When I got my first Snow Trac, a factory original Red ST4 with the original 36 HP(40 HP industrial), I was showing it off to a bunch of guy's in the Boeing Jeep club. There reaction was something along the line of:" GNARLY RIG, but you better get a Winch".
Having grown up in New England and having skiied alot in New Hampshine, Vermont and Mass I don't remember seeing many Snow Cats equipped with winches. So we Tried to get it stuck, attacked every steep hill we could find in the Cascades all around Mt. Ranieer, MT. St. Helens, McKenzie Pass in Oregon and a whole list of other places. Later as my collection grew to a dozen Snow Cats we tried, tested and pushed the machines to their limits. A stock Snow Track is about equivalent to a stock snow mobile, it can hold it's own. A Tucker Steel track can often out climb a Snow Trac. BUT practally nothing seems to out preform a stock Trac Master or Snow Master. I'm sure it has to do with the power to weight ratio and the positioning of the drive.

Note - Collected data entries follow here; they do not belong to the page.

//! Stdin source: reads byte literals line by line into a `MemSource`
//!
//! Tokens are separated by whitespace; everything after `#` on a line is a
//! comment. Each line is pushed as one slice, so the converter decodes a
//! line in one burst. Lines that are not valid UTF-8 are decoded lossily;
//! their broken tokens are rejected like any other invalid literal.

use byteconv::MemSource;
use tokio::io::{AsyncBufRead, AsyncBufReadExt};
use tracing::{debug, warn};

use crate::literal::parse_byte;

/// Counters for one `feed_lines` run
#[derive(Debug, Default, Clone, Copy, PartialEq, Eq)]
pub struct FeedStats {
    pub lines: usize,
    pub bytes: usize,
    pub rejected: usize,
}

/// Push every byte literal of `reader` into `source` until EOF
///
/// Invalid literals are logged and skipped.
///
/// # Errors
///
/// Returns an error if reading fails.
pub async fn feed_lines<R>(mut reader: R, source: &MemSource) -> std::io::Result<FeedStats>
where
    R: AsyncBufRead + Unpin,
{
    let mut stats = FeedStats::default();
    let mut raw = Vec::new();

    loop {
        raw.clear();
        if reader.read_until(b'\n', &mut raw).await? == 0 {
            break;
        }
        stats.lines += 1;

        let line = String::from_utf8_lossy(&raw);
        if let std::borrow::Cow::Owned(_) = line {
            warn!(line = stats.lines, "line is not valid UTF-8");
        }
        let content = line.split('#').next().unwrap_or_default();

        let mut bytes = Vec::new();
        for token in content.split_whitespace() {
            match parse_byte(token) {
                Ok(byte) => bytes.push(byte),
                Err(e) => {
                    warn!(line = stats.lines, error = %e, "skipping token");
                    stats.rejected += 1;
                }
            }
        }

        if !bytes.is_empty() {
            source.push_bytes(&bytes);
            stats.bytes += bytes.len();
            debug!(line = stats.lines, bytes = bytes.len(), "line queued");
        }
    }

    Ok(stats)
}
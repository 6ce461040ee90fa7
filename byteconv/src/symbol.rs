use serde::Serialize;
use std::fmt;

/// Decoded output unit
///
/// Numbers `0..=9` and letters are single characters; larger numbers are
/// their decimal text.
#[derive(Debug, Clone, PartialEq, Eq, Hash, Serialize)]
#[serde(untagged)]
pub enum Symbol {
    Char(char),
    Text(String),
}

impl Symbol {
    #[must_use]
    pub fn as_char(&self) -> Option<char> {
        match self {
            Self::Char(c) => Some(*c),
            Self::Text(_) => None,
        }
    }

    #[must_use]
    pub fn as_text(&self) -> Option<&str> {
        match self {
            Self::Char(_) => None,
            Self::Text(s) => Some(s),
        }
    }
}

impl fmt::Display for Symbol {
    fn fmt(&self, f: &mut fmt::Formatter<'_>) -> fmt::Result {
        match self {
            Self::Char(c) => write!(f, "{c}"),
            Self::Text(s) => f.write_str(s),
        }
    }
}

impl From<char> for Symbol {
    fn from(c: char) -> Self {
        Self::Char(c)
    }
}

impl From<String> for Symbol {
    fn from(s: String) -> Self {
        Self::Text(s)
    }
}

impl From<&str> for Symbol {
    fn from(s: &str) -> Self {
        Self::Text(s.to_string())
    }
}
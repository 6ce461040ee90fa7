//! Converter configuration

use serde::Deserialize;
use std::io::Read;
use std::time::Duration;

use crate::error::ConfigError;

/// Configuration for the converter worker
///
/// Missing JSON fields take their default values:
///
/// ```
/// use byteconv::ConverterConfig;
///
/// let config = ConverterConfig::from_reader(&br#"{"idle_interval_ms": 5}"#[..]).unwrap();
/// assert_eq!(config.idle_interval_ms, 5);
/// assert_eq!(config.thread_name, "byteconv-worker");
/// ```
#[derive(Debug, Clone, PartialEq, Eq, Deserialize)]
#[serde(default)]
pub struct ConverterConfig {
    /// Pause between polls of an empty source
    pub idle_interval_ms: u64,

    /// Name of the worker thread
    pub thread_name: String,
}

impl Default for ConverterConfig {
    fn default() -> Self {
        Self {
            idle_interval_ms: 15,
            thread_name: "byteconv-worker".to_string(),
        }
    }
}

impl ConverterConfig {
    /// Parse a JSON configuration.
    ///
    /// # Errors
    ///
    /// Returns an error if reading fails or the JSON is malformed.
    pub fn from_reader(mut reader: impl Read) -> Result<Self, ConfigError> {
        let mut buffer = Vec::new();
        reader.read_to_end(&mut buffer)?;
        Ok(serde_json::from_slice(&buffer)?)
    }

    #[must_use]
    pub fn idle_interval(&self) -> Duration {
        Duration::from_millis(self.idle_interval_ms)
    }

    #[must_use]
    pub fn with_idle_interval(mut self, interval: Duration) -> Self {
        self.idle_interval_ms = u64::try_from(interval.as_millis()).unwrap_or(u64::MAX);
        self
    }

    #[must_use]
    pub fn with_thread_name(mut self, name: &str) -> Self {
        self.thread_name = name.to_string();
        self
    }
}
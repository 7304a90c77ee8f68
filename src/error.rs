//! Error type shared by the encoder, the decoder and the description layer

use thiserror::Error;

/// Result alias used throughout the crate
pub type Result<T> = std::result::Result<T, Error>;

/// Everything that can go wrong while recording or decoding a drawing
#[derive(Debug, Error)]
pub enum Error {
    /// `pop()` was called without a matching push, or a decoded stream
    /// contains an unmatched pop record
    #[error("pop called without a matching push")]
    StackUnderflow,

    /// The drawing or its context is not in a state that allows the call
    #[error("invalid state: {0}")]
    InvalidState(&'static str),

    /// An operation received a number of arguments it cannot encode
    #[error("invalid argument count for {operation}: {count}")]
    InvalidArgumentCount {
        /// Name of the rejected operation
        operation: &'static str,
        /// Number of arguments that were passed
        count: usize,
    },

    /// A description contained a value that cannot be normalized
    #[error("invalid argument: {0}")]
    InvalidArgument(String),

    /// A length or count does not fit the 4-byte length prefix
    #[error("length {0} does not fit into a 32 bit length prefix")]
    LengthOverflow(usize),

    /// A read would pass the end of the buffer
    #[error("unexpected end of buffer: needed {needed} bytes, {remaining} remaining")]
    UnexpectedEnd {
        /// Bytes the read needed
        needed: usize,
        /// Bytes left in the buffer
        remaining: usize,
    },

    /// A discriminator byte did not match any known identifier
    #[error("invalid {kind} identifier {value}")]
    InvalidTag {
        /// Identifier table that was consulted
        kind: &'static str,
        /// Value found in the stream
        value: u32,
    },

    /// Bytes follow the close record of a drawing
    #[error("{0} bytes of trailing data after close record")]
    TrailingData(usize),

    /// A decoded string is not valid UTF-8
    #[error("invalid UTF-8 string")]
    InvalidUtf8(#[from] std::str::Utf8Error),

    /// Groups, combined geometries or embedded drawings nest too deep
    #[error("nesting deeper than {0} levels")]
    NestingTooDeep(usize),

    /// A decoded value is outside the representable range
    #[error("invalid value: {0}")]
    InvalidValue(String),

    /// Packing or unpacking a bit field failed
    #[error("bit field packing failed: {0}")]
    Packing(#[from] packed_struct::PackingError),

    /// A description or script could not be parsed
    #[error(transparent)]
    Json(#[from] serde_json::Error),

    /// Reading or writing a file failed
    #[error(transparent)]
    Io(#[from] std::io::Error),
}
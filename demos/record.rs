use piweb_drawing::{
    text_format, Brush, Color, Decoder, Drawing, FormattedText, Geometry, GeometryDrawingSettings,
    Highlight, Pen, Point, TextDrawingSettings, Tooltip, Transform,
};

fn main() -> eyre::Result<()> {
    tracing_subscriber::fmt::init();

    let mut drawing = Drawing::new();
    let mut context = drawing.open()?;

    context.set_pen(Pen::solid(Color::rgb8(0x20, 0x40, 0x80), 0.35))?;
    context.set_brush(Brush::solid(Color::rgb8(0xe0, 0xe8, 0xf0)))?;
    context.draw_rectangle(0.0, 0.0, 40.0, 20.0)?;

    context.push_transform(Transform::translation(20.0, 10.0))?;
    context.draw_text(
        FormattedText::from("Hello PiWeb"),
        TextDrawingSettings::at(Point::ZERO),
    )?;
    context.pop()?;

    context.place_highlight(
        Highlight::new(Geometry::rectangle(0.0, 0.0, 40.0, 20.0))
            .with_tooltip(Tooltip::new().text("Frame")),
        GeometryDrawingSettings::default(),
    )?;
    context.close()?;

    let commands = Decoder::new(drawing.drawing_buffer()).decode()?;
    let highlights = Decoder::decode_highlights(drawing.highlight_buffer())?;
    print!("{}", text_format::to_string(&commands, &highlights));

    eprintln!("bounds: {:?}", drawing.measure());

    Ok(())
}
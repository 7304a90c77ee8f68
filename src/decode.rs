//! Decoding of finished drawing and highlight buffers

use crate::command::Command;
use crate::error::{Error, Result};
use crate::format::Serializable;
use crate::highlight::HighlightRecord;
use crate::reader::BufferReader;

/// Reads a drawing buffer back into commands
pub struct Decoder<'a> {
    reader: BufferReader<'a>,
}

impl<'a> Decoder<'a> {
    /// Decode the drawing buffer `data`
    pub fn new(data: &'a [u8]) -> Self {
        Self {
            reader: BufferReader::new(data),
        }
    }

    /// Decode every record up to and including the close record. A buffer
    /// without a close record belongs to a drawing that is still open and is
    /// decoded up to its end.
    pub fn decode(mut self) -> Result<Vec<Command>> {
        let mut commands = Vec::new();
        let mut depth = 0usize;

        while !self.reader.is_at_end() {
            let command = Command::deserialize(&mut self.reader)?;

            if command.is_push() {
                depth += 1;
            } else if command == Command::Pop {
                depth = depth.checked_sub(1).ok_or(Error::StackUnderflow)?;
            }

            let closed = command == Command::Close;
            commands.push(command);

            if closed {
                if !self.reader.is_at_end() {
                    return Err(Error::TrailingData(self.reader.remaining()));
                }
                break;
            }
        }

        tracing::trace!(count = commands.len(), depth, "decoded drawing");

        Ok(commands)
    }

    /// Decode the drawing and highlight blobs written by
    /// [`Drawing::serialize_with_highlights`]
    ///
    /// [`Drawing::serialize_with_highlights`]: crate::drawing::Drawing::serialize_with_highlights
    pub fn decode_container(data: &[u8]) -> Result<(Vec<Command>, Vec<HighlightRecord>)> {
        let mut reader = BufferReader::new(data);

        let drawing = reader.read_binary()?;
        let highlights = reader.read_binary()?;
        if !reader.is_at_end() {
            return Err(Error::TrailingData(reader.remaining()));
        }

        Ok((
            Decoder::new(drawing).decode()?,
            Decoder::decode_highlights(highlights)?,
        ))
    }

    /// Decode the records of a highlight buffer
    pub fn decode_highlights(data: &[u8]) -> Result<Vec<HighlightRecord>> {
        let mut reader = BufferReader::new(data);

        let mut records = Vec::new();
        while !reader.is_at_end() {
            records.push(HighlightRecord::deserialize(&mut reader)?);
        }

        Ok(records)
    }
}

When it comes to Gnarly terraine a Kristy can hold it's own pretty good too. When I worked for Alyeska, the Trans Alaska Pipeline, they had Bombardiere Ski Dozer's with 2 sets of tracks, Steel Tall Grouser, and Aluminum with a rubber edge 'summer tracks'. These didn't preform very well despite having the Turbo Cummings Diesel. Alyeska also had Tucker 1543's. These would easily out preform the bombardier's. The Tuckers had aluminum grousers on rubber belting. At one point Aleyska had some 40+ of these Tuckers. Before that they had Snow Tracs and Snow Masters. Under certain conditions it is possible to drive a Snow Master straight up until it flips over. At an Ice covered river crossing outsides Fairbanks there were: Tucker, Thiokol, Bombardier and an Army Weasel all of which could not make it up this one hill. Along comes a Trac Master, drives right up, and left the other snow cat owners cursing:"Show off! #@*%#!!....." because he was dragging 2 Moose behind him and they were not even on a sled!

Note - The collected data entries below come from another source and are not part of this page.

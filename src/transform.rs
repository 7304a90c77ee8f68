//! Affine transforms that can be pushed onto the drawing stack or attached to
//! a geometry

use crate::error::Result;
use crate::format::{deserialize_list, serialize_list, Affine, Point, Serializable, Vec2};
use crate::ids::TransformationId;
use crate::reader::BufferReader;
use crate::writer::BufferWriter;

/// Angles are given in degrees, rotations and shears happen around `center`
#[derive(Debug, PartialEq, Clone)]
pub enum Transform {
    Identity,
    Translation {
        x: f64,
        y: f64,
    },
    Rotation {
        angle: f64,
        center: Point,
    },
    Scaling {
        scale_x: f64,
        scale_y: f64,
        center: Point,
    },
    Shear {
        angle_x: f64,
        angle_y: f64,
        center: Point,
    },
    Matrix {
        m11: f64,
        m12: f64,
        m21: f64,
        m22: f64,
        offset_x: f64,
        offset_y: f64,
    },
    /// Children are applied in order, the first child first
    Group(Vec<Transform>),
}

impl Default for Transform {
    fn default() -> Self {
        Transform::Identity
    }
}

impl Transform {
    /// Move by `x`, `y`
    pub fn translation(x: f64, y: f64) -> Self {
        Transform::Translation { x, y }
    }

    /// Rotate by `angle` degrees around the origin
    pub fn rotation(angle: f64) -> Self {
        Transform::Rotation {
            angle,
            center: Point::ZERO,
        }
    }

    /// Scale around the origin
    pub fn scaling(scale_x: f64, scale_y: f64) -> Self {
        Transform::Scaling {
            scale_x,
            scale_y,
            center: Point::ZERO,
        }
    }

    /// Identifier written in front of the transform
    pub fn id(&self) -> TransformationId {
        match self {
            Transform::Identity => TransformationId::Identity,
            Transform::Translation { .. } => TransformationId::Translation,
            Transform::Rotation { .. } => TransformationId::Rotation,
            Transform::Scaling { .. } => TransformationId::Scaling,
            Transform::Shear { .. } => TransformationId::Shear,
            Transform::Matrix { .. } => TransformationId::Matrix,
            Transform::Group(_) => TransformationId::Group,
        }
    }

    /// Whether the transform leaves every point in place
    pub fn is_identity(&self) -> bool {
        match self {
            Transform::Identity => true,
            Transform::Group(children) => children.iter().all(Transform::is_identity),
            _ => false,
        }
    }

    /// The transform as a `kurbo` affine mapping local to parent coordinates
    pub fn to_affine(&self) -> Affine {
        match self {
            Transform::Identity => Affine::IDENTITY,
            Transform::Translation { x, y } => Affine::translate(Vec2::new(*x, *y)),
            Transform::Rotation { angle, center } => {
                around(*center, Affine::rotate(angle.to_radians()))
            }
            Transform::Scaling {
                scale_x,
                scale_y,
                center,
            } => around(*center, Affine::scale_non_uniform(*scale_x, *scale_y)),
            Transform::Shear {
                angle_x,
                angle_y,
                center,
            } => around(
                *center,
                Affine::new([
                    1.0,
                    angle_y.to_radians().tan(),
                    angle_x.to_radians().tan(),
                    1.0,
                    0.0,
                    0.0,
                ]),
            ),
            Transform::Matrix {
                m11,
                m12,
                m21,
                m22,
                offset_x,
                offset_y,
            } => Affine::new([*m11, *m12, *m21, *m22, *offset_x, *offset_y]),
            Transform::Group(children) => children
                .iter()
                .fold(Affine::IDENTITY, |acc, child| child.to_affine() * acc),
        }
    }
}

fn around(center: Point, affine: Affine) -> Affine {
    let offset = center.to_vec2();

    Affine::translate(offset) * affine * Affine::translate(-offset)
}

impl Serializable for Transform {
    fn serialize(&self, target: &mut BufferWriter) -> Result<()> {
        target.write_byte(self.id().into());

        match self {
            Transform::Identity => {}
            Transform::Translation { x, y } => {
                target.write_double(*x);
                target.write_double(*y);
            }
            Transform::Rotation { angle, center } => {
                target.write_double(*angle);
                center.serialize(target)?;
            }
            Transform::Scaling {
                scale_x,
                scale_y,
                center,
            } => {
                target.write_double(*scale_x);
                target.write_double(*scale_y);
                center.serialize(target)?;
            }
            Transform::Shear {
                angle_x,
                angle_y,
                center,
            } => {
                target.write_double(*angle_x);
                target.write_double(*angle_y);
                center.serialize(target)?;
            }
            Transform::Matrix {
                m11,
                m12,
                m21,
                m22,
                offset_x,
                offset_y,
            } => {
                for value in [m11, m12, m21, m22, offset_x, offset_y] {
                    target.write_double(*value);
                }
            }
            Transform::Group(children) => serialize_list(children, target)?,
        }

        Ok(())
    }

    fn deserialize(source: &mut BufferReader<'_>) -> Result<Self> {
        let transform = match TransformationId::try_from(source.read_byte()?)? {
            TransformationId::Identity => Transform::Identity,
            TransformationId::Translation => Transform::Translation {
                x: source.read_double()?,
                y: source.read_double()?,
            },
            TransformationId::Rotation => Transform::Rotation {
                angle: source.read_double()?,
                center: Point::deserialize(source)?,
            },
            TransformationId::Scaling => Transform::Scaling {
                scale_x: source.read_double()?,
                scale_y: source.read_double()?,
                center: Point::deserialize(source)?,
            },
            TransformationId::Shear => Transform::Shear {
                angle_x: source.read_double()?,
                angle_y: source.read_double()?,
                center: Point::deserialize(source)?,
            },
            TransformationId::Matrix => Transform::Matrix {
                m11: source.read_double()?,
                m12: source.read_double()?,
                m21: source.read_double()?,
                m22: source.read_double()?,
                offset_x: source.read_double()?,
                offset_y: source.read_double()?,
            },
            TransformationId::Group => {
                Transform::Group(source.nested(|source| deserialize_list(source))?)
            }
        };

        Ok(transform)
    }
}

I've also seen some of the really big Groomers, mostly Bombardier and Piston Bully (Kossborer) that were close to 20 Foot wide and cost 400,000 $ do quite well on steep terraine in New snow. In a competition I would be willing to bet that a 35 year old Trac Master would still place in the top 4 against 2007 Machines, and an old steel track tucker would still be a contender. We pulled a 3/4 ton Dodge Turbo Cummings diesel with a heavy camper and a car trailer behind that, up a 9 or 10 % grade for several miles in 2 feet of snow with a 1963 Tucker Steel track that had the original 94 HP dodge Flat Haed Six. The Truck, Trailer and Camper weighed over 10,000 LBs, the Tucker only 3500. It didn't even overheat! Snow was pushing over the hood of the truck and the dual axel car trailer was dragging along like a surf board behind the truck.